Im Sommer 2025 legten Aussagen einer der führenden Archäologinnen in Son Fornés nahe, dass in der Ausgrabungsstätte schon bald eine sensationelle Erkenntnis erlangt werden könnte. „Es würde uns nicht wundern, wenn wir bei der Ausgrabung des Zentrums des untersuchten Gebiets auf eine der von Plinius dem Älteren erwähnten Gemeinden stoßen würden, die nie gefunden wurden“, erklärte damals Beatriu Palomar der Zeitung Ultima Hora. Laut der Archäologin sei es wahrscheinlich, dass es sich bei der Siedlung um Tucis oder Guium handle, sie selbst tippe auf Tucis.
Der Hintergrund: Plinius der Ältere erwähnte die beiden Städte in seinen Schriften, wie das Mallorca Magazin erklärt. Demnach soll der römische Gelehrte Tucis und Guium auf Mallorca verortet haben, allerdings keine Details zur genauen Lage und den Gründungsdaten genannt haben. Klar ist lediglich, dass die Siedlungen im Zuge der Romanisierung der Balearen entstanden sein müssen, die im Jahr 123 vor Christus von Quintus Caecilius Metellus angestoßen wurde. Seit Jahrzehnten suchen Forscherinnen und Forscher nach den antiken Städten. Da bislang keine physischen Beweise gefunden werden konnten, wurde immer wieder die Frage nach deren Existenz aufgeworfen. Diese könnte nun für ein und allemal geklärt werden.
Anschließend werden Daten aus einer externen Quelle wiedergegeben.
//! Shared fixtures for unit tests.

use chainroute_core::{
    ChainId, FeeEstimate, PaymentId, PaymentPlan, PaymentRequest, PaymentStatus, ScoreBreakdown,
};
use chrono::Utc;

/// A pending plan that settles 10 USD on SOL.
pub(crate) fn sample_plan() -> PaymentPlan {
    let now = Utc::now();
    PaymentPlan {
        payment_id: PaymentId::new(),
        request: PaymentRequest::new("alice", "bob", 10.0, "USD"),
        chain: ChainId::new("SOL"),
        chain_amount: 10.0 / 150.0,
        fee: FeeEstimate {
            native: 0.000005,
            usd: 0.00075,
            request_currency: 0.00075,
            congestion_multiplier: 1.0,
        },
        score: ScoreBreakdown::default(),
        total_score: 0.0,
        needs_mixing: false,
        alternatives: Vec::new(),
        status: PaymentStatus::Pending,
        created_at: now,
        estimated_confirmation_at: now,
        confirmed_at: None,
        mix_id: None,
        tx_hash: None,
        execution: None,
        failure: None,
    }
}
Auch interessant: Surfen ist auf Mallorca möglich. Bei schlechtem Wetter gibt es viele andere Optionen. Allerdings dürften die Kosten für den Mallorca-Urlaub 2026 weiter steigen.
Werden die Überreste einer römischen Stadt eine neue Sehenswürdigkeit für Mallorca-Touristen?
Das Forschungsteam der Universität Barcelona scheint sich sicher zu sein, dass es in der kommenden Ausgrabungssaison für Aufsehen sorgen kann. „Nach dem, was wir gesehen haben, und angesichts der Menge an Material an der Oberfläche, bin ich sehr überzeugt, dass wir einen äußerst bedeutenden Ort aus römischer Zeit vor uns haben“, zitiert das Mallorca Magazin Cristina Rihuete, die als Forscherin und Direktorin des Archäologischen Museums von Son Fornés an den Ausgrabungen beteiligt ist.
Zu dieser Einschätzung kommt Rihuete unter anderem wegen der Funde von römischen Dachziegeln, Tafelgeschirr und Amphoren. Außerdem sei bei den Arbeiten festgestellt worden, dass die entdeckten römischen Strukturen eine zuvor nicht bekannte Dimension haben. Sie umfassen etwa 5000 Quadratmeter.
Eine Bestätigung, dass es sich bei den antiken Überresten tatsächlich um Tucis oder Guium handelt, steht allerdings noch aus. Sollten Rihuete, Palomar und das Team der Universität Barcelona ihre Vermutung im Sommer 2026 belegen können, wäre die Sensation auch für Mallorca-Urlauberinnen und ‑Urlauber interessant. Denn es ist davon auszugehen, dass die Überreste der Stadt auch Touristinnen und Touristen zugänglich gemacht werden. Bis es so weit ist, könnte es aber eine Weile dauern.